PROMPT:
For each line below that holds the string "Duration", add one to a tally; report that tally alone.
+++ RECORDS FOR PROCESSING
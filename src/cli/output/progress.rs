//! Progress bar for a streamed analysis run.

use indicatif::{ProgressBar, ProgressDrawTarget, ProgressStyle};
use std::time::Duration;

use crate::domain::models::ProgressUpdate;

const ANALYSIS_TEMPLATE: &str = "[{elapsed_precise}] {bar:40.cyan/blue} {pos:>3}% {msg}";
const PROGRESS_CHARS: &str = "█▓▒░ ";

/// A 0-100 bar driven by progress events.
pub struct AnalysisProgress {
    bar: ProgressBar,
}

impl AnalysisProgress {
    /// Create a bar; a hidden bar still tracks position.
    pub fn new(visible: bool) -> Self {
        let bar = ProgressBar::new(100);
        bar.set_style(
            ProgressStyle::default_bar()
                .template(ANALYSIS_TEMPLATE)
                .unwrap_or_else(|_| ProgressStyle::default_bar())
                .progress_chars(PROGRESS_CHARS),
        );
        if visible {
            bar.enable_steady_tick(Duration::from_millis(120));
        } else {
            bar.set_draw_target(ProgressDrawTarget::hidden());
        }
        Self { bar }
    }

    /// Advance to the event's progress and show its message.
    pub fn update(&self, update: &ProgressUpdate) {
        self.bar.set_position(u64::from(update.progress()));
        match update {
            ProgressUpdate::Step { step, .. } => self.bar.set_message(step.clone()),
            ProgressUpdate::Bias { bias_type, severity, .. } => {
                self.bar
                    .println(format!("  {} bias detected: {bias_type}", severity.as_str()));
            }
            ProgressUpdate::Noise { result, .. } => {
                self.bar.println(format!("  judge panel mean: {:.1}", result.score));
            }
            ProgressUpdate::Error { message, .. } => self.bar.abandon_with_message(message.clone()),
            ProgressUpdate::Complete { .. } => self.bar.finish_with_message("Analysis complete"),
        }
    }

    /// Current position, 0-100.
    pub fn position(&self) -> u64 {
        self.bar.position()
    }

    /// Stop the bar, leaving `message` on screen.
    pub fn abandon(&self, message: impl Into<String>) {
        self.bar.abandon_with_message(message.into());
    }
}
++++++
+++ RECORDS FOR PROCESSING
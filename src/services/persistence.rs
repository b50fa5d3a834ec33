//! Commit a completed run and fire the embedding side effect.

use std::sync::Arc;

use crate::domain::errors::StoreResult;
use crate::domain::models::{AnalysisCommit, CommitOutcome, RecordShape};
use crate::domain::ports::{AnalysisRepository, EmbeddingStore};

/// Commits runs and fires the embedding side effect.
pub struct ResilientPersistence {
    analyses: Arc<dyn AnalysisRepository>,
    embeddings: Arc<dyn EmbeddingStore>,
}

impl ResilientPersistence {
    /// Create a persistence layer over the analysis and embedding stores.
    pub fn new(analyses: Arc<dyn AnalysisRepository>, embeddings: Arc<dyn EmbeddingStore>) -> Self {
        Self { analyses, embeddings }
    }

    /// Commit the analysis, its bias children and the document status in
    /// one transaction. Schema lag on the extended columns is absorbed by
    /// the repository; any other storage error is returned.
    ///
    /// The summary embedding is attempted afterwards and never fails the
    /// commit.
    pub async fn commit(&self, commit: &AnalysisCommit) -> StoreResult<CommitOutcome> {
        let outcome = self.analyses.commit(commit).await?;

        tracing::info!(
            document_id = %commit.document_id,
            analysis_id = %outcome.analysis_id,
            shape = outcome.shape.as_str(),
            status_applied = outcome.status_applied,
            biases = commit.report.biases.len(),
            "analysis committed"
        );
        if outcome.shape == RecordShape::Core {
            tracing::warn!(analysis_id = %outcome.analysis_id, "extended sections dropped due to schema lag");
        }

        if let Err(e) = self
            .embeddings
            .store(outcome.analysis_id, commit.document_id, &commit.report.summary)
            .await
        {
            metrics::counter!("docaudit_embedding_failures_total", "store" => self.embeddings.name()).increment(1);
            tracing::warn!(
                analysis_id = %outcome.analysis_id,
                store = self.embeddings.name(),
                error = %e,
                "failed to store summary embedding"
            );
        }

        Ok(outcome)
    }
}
++++++
SOLUTION FOR THIS EXERCISE:
2